• Task: Pull from the data below each line where the word "driven" occurs, and copy it.

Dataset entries
********************
//! # Index-Join Analysis
//!
//! Decides whether the inner side of a join can be driven by index lookups
//! and, if so, builds the complete inner plan and the range template the
//! executor fills per outer row.
//!
//! ## Primary-Key Fast Path
//!
//! When the inner table's integer primary key is the row handle and some
//! join key equals it, a PK lookup touches exactly one row per outer value.
//! That is never worse than any secondary index, so analysis stops there.
//!
//! ## Secondary-Index Analysis
//!
//! For each candidate index, `analyze_lookup_filters` computes how many
//! leading index columns can be pinned: join keys fill their matching
//! positions, pushed-down equality/`IN` predicates fill the holes between
//! them, and the first unpinned column may still take a static range or a
//! set of outer-driven comparison bounds. Indexes are compared by how many
//! leading columns their template pins; the first-seen index wins ties.
//!
//! Analysis failures (expression evaluation, range construction) are logged
//! at warning level and the index is skipped -- a join always has the hash
//! fallback, so a broken index is never fatal.

use tracing::warn;

use planx_core::catalog::{index_info_to_cols, IndexColumn, IndexInfo, TableInfo};
use planx_core::error::{PlanError, Result};
use planx_core::expr::{column_slice_is_intersect, extract_columns, Column, Datum, Expr, Row};
use planx_core::logical::{AccessPath, DataSource, LogicalJoin, LogicalOp, LogicalOperator};
use planx_core::physical::{PhysicalOp, PhysicalPlan};
use planx_core::property::{PhysicalProperty, TaskType};
use planx_core::range_filter::ColumnWithComparisons;
use planx_core::ranger::{self, Range};
use planx_core::schema::Schema;
use planx_core::session::SessionCtx;
use planx_core::stats::StatsInfo;

use crate::task::{attach_selection, finish_cop_task, CopTask};

/// Outcome of analyzing one index for lookup use.
struct LookUpAnalysis {
    ranges: Vec<Range>,
    /// For each index column, the join key pinning it, if any.
    idx_off_to_key_off: Vec<Option<usize>>,
    /// Predicates that must stay as post-scan filters.
    remained: Vec<Expr>,
    compare_filters: Option<ColumnWithComparisons>,
}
********************
• Response to this exercise:
//! Decides whether the inner side of a join can be driven by index lookups
//! set of outer-driven comparison bounds. Indexes are compared by how many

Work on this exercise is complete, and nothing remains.